[Collected data]

Content starts

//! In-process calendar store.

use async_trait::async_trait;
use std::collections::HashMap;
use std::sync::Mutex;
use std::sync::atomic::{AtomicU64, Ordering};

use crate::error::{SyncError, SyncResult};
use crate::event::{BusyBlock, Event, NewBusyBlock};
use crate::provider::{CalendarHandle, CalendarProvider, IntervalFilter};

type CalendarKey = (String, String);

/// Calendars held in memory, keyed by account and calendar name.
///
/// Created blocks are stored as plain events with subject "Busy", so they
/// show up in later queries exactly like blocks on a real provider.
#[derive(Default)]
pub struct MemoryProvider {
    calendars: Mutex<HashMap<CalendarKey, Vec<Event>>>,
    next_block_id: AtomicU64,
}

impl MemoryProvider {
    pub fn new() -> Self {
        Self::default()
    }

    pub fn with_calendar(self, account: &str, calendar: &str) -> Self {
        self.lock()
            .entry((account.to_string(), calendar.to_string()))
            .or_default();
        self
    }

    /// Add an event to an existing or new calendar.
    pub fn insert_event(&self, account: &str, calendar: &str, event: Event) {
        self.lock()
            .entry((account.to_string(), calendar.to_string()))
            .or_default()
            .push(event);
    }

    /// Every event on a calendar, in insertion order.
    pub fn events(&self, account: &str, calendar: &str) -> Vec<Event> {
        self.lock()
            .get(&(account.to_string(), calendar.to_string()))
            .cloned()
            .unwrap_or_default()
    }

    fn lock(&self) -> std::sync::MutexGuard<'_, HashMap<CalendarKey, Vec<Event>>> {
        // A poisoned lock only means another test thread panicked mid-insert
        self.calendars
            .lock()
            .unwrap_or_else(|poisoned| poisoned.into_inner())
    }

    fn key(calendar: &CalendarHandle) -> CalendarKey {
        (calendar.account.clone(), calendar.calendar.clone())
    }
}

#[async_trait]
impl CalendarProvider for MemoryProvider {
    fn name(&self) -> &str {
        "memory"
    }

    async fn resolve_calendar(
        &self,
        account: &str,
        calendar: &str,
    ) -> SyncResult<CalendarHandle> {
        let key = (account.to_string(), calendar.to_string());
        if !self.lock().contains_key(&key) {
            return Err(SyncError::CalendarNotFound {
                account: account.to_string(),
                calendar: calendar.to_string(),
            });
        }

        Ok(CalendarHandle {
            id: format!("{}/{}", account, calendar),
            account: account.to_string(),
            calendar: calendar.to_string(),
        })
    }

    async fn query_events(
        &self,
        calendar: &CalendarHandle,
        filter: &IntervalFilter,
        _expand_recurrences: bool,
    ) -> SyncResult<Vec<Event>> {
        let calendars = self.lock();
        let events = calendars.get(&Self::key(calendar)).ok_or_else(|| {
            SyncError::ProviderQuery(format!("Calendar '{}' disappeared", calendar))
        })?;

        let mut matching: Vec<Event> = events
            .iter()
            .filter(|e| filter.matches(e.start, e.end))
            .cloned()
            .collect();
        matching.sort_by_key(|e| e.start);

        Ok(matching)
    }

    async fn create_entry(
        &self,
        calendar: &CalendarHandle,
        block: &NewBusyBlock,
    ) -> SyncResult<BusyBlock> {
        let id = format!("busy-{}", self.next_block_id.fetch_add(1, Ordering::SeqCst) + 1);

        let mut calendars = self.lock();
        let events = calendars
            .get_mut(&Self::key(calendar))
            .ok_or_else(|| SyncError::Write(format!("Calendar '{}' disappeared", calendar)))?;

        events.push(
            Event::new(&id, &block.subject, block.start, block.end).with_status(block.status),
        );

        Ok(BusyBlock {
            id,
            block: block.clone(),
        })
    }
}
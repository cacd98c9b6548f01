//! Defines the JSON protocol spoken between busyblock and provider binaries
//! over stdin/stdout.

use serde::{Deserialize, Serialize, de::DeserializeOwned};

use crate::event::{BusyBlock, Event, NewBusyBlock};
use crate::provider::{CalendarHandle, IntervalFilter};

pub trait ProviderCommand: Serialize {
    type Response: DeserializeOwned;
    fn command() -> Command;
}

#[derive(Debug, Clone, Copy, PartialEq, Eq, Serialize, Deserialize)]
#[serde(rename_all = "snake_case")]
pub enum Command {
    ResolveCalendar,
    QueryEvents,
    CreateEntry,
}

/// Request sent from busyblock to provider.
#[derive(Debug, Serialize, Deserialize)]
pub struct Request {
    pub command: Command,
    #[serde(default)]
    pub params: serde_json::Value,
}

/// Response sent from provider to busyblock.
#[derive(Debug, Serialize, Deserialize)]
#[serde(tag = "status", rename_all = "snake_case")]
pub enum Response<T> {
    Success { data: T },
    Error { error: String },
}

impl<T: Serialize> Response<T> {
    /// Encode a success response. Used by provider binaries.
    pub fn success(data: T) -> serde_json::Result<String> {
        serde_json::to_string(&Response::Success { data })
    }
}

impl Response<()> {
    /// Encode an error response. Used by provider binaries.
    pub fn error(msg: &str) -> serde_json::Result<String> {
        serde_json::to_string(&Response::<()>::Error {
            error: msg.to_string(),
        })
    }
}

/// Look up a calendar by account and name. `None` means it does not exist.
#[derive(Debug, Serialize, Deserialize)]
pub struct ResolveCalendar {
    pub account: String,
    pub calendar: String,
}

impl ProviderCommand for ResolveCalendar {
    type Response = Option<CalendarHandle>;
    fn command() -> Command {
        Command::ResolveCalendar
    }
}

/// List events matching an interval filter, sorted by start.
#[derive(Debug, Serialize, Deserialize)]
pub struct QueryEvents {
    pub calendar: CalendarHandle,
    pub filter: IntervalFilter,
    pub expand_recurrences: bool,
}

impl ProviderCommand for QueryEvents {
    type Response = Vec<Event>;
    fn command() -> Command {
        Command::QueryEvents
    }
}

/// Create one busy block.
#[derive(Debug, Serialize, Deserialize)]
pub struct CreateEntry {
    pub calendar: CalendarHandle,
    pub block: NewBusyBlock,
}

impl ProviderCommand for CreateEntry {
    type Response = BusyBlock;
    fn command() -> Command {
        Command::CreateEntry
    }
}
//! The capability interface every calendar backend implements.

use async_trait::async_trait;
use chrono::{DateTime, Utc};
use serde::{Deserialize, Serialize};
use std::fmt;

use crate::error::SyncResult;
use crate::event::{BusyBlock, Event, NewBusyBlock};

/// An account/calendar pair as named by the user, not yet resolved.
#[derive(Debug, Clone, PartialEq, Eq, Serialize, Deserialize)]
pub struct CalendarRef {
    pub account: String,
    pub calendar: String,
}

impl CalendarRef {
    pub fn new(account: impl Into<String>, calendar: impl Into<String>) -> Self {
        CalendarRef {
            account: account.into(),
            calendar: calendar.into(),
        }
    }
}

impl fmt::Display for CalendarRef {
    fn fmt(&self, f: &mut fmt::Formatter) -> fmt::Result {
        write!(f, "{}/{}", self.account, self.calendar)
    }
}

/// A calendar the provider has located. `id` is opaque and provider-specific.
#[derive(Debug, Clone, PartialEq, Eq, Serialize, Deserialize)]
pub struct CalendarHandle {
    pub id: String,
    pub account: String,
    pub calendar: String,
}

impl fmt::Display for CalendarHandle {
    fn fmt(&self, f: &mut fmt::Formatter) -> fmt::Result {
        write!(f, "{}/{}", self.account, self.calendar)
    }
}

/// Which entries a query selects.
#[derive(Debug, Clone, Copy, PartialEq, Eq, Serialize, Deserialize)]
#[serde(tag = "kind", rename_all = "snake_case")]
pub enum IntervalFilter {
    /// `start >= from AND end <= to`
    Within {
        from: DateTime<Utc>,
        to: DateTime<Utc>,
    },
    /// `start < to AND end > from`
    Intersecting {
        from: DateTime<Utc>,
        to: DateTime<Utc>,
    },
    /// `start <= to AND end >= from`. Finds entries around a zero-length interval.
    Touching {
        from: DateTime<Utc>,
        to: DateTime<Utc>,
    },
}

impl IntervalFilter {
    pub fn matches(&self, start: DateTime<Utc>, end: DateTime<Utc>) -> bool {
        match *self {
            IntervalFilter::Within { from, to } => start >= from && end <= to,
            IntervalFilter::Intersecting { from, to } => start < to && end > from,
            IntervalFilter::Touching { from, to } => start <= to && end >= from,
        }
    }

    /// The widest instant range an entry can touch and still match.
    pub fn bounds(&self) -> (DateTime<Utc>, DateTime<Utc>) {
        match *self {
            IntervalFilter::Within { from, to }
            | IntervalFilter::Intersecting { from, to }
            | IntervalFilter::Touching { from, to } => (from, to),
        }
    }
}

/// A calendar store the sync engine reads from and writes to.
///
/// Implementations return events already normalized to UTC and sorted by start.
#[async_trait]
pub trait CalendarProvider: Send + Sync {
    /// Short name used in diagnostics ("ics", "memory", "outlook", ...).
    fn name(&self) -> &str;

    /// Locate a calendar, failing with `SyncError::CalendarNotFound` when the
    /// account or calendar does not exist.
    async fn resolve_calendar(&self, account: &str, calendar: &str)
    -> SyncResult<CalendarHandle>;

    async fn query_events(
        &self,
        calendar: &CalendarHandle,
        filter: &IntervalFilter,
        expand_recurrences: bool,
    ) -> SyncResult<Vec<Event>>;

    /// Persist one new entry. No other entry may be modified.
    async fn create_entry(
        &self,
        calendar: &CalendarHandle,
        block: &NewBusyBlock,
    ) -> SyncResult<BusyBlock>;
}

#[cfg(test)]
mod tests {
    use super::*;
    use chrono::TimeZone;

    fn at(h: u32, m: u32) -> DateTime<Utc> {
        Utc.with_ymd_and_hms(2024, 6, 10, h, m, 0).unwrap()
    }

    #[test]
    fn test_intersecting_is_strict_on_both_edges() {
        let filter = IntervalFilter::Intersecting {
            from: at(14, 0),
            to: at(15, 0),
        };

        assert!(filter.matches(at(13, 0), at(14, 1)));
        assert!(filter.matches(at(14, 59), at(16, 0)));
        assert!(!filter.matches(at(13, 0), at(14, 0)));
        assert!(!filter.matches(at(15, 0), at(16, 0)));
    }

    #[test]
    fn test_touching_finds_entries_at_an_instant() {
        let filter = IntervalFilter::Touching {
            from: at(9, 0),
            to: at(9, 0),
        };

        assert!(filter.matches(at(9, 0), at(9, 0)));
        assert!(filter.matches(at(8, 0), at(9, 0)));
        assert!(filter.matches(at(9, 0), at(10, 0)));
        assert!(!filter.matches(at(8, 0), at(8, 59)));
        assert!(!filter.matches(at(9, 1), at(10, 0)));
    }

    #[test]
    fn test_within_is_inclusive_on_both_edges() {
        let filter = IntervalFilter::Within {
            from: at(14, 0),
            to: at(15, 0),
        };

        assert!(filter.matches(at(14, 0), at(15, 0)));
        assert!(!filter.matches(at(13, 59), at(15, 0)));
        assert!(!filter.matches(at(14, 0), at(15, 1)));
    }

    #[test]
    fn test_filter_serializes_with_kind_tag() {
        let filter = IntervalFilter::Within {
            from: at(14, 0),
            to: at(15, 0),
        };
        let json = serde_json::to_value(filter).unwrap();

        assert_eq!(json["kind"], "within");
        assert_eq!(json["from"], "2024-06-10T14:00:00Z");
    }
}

Content ends
Content starts

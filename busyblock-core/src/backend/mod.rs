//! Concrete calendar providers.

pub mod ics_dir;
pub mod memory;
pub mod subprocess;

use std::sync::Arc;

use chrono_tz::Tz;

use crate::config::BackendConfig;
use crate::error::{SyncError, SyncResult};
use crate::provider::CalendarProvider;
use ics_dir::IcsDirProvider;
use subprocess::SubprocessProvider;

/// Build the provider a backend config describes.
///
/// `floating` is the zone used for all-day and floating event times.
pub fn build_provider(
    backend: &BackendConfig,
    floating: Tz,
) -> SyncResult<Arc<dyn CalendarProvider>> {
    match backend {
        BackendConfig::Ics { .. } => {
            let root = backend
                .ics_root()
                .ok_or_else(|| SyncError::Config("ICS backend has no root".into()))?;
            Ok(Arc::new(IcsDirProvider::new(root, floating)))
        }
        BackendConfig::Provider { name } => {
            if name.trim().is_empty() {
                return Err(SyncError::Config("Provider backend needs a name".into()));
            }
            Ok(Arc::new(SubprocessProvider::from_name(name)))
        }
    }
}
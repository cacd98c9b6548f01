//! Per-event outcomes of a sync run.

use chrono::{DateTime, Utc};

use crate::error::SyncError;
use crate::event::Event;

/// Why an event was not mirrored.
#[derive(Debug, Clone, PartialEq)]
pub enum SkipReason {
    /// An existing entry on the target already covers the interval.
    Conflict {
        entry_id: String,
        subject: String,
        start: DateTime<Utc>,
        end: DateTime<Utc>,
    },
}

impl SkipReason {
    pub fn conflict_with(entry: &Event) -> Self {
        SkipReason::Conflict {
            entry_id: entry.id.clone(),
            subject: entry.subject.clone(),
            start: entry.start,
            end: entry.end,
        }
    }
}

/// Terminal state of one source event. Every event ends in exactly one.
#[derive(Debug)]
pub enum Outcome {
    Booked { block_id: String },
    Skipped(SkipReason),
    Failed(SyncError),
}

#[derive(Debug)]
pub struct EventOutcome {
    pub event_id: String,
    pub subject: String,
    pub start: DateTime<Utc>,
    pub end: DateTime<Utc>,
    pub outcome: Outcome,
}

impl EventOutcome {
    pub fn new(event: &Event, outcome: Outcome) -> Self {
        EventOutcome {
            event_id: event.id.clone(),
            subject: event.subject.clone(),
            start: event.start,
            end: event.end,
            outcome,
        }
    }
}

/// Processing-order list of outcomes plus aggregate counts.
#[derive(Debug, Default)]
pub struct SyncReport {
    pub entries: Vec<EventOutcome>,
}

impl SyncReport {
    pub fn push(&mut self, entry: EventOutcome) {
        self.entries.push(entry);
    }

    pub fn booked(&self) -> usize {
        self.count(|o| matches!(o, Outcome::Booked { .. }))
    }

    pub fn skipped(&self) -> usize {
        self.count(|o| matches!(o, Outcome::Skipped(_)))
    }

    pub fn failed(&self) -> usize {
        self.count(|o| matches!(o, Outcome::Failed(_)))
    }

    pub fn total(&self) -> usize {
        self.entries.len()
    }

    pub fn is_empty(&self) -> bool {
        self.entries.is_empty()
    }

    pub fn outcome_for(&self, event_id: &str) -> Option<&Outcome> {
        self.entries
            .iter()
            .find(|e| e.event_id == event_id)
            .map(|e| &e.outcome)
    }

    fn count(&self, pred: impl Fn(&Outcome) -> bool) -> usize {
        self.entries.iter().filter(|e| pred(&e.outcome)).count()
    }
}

Content ends

§ Assignment
Your reply should hold every line from the data that contains "floating", copied in full.

§ Response area
/// `floating` is the zone used for all-day and floating event times.
    floating: Tz,
            Ok(Arc::new(IcsDirProvider::new(root, floating)))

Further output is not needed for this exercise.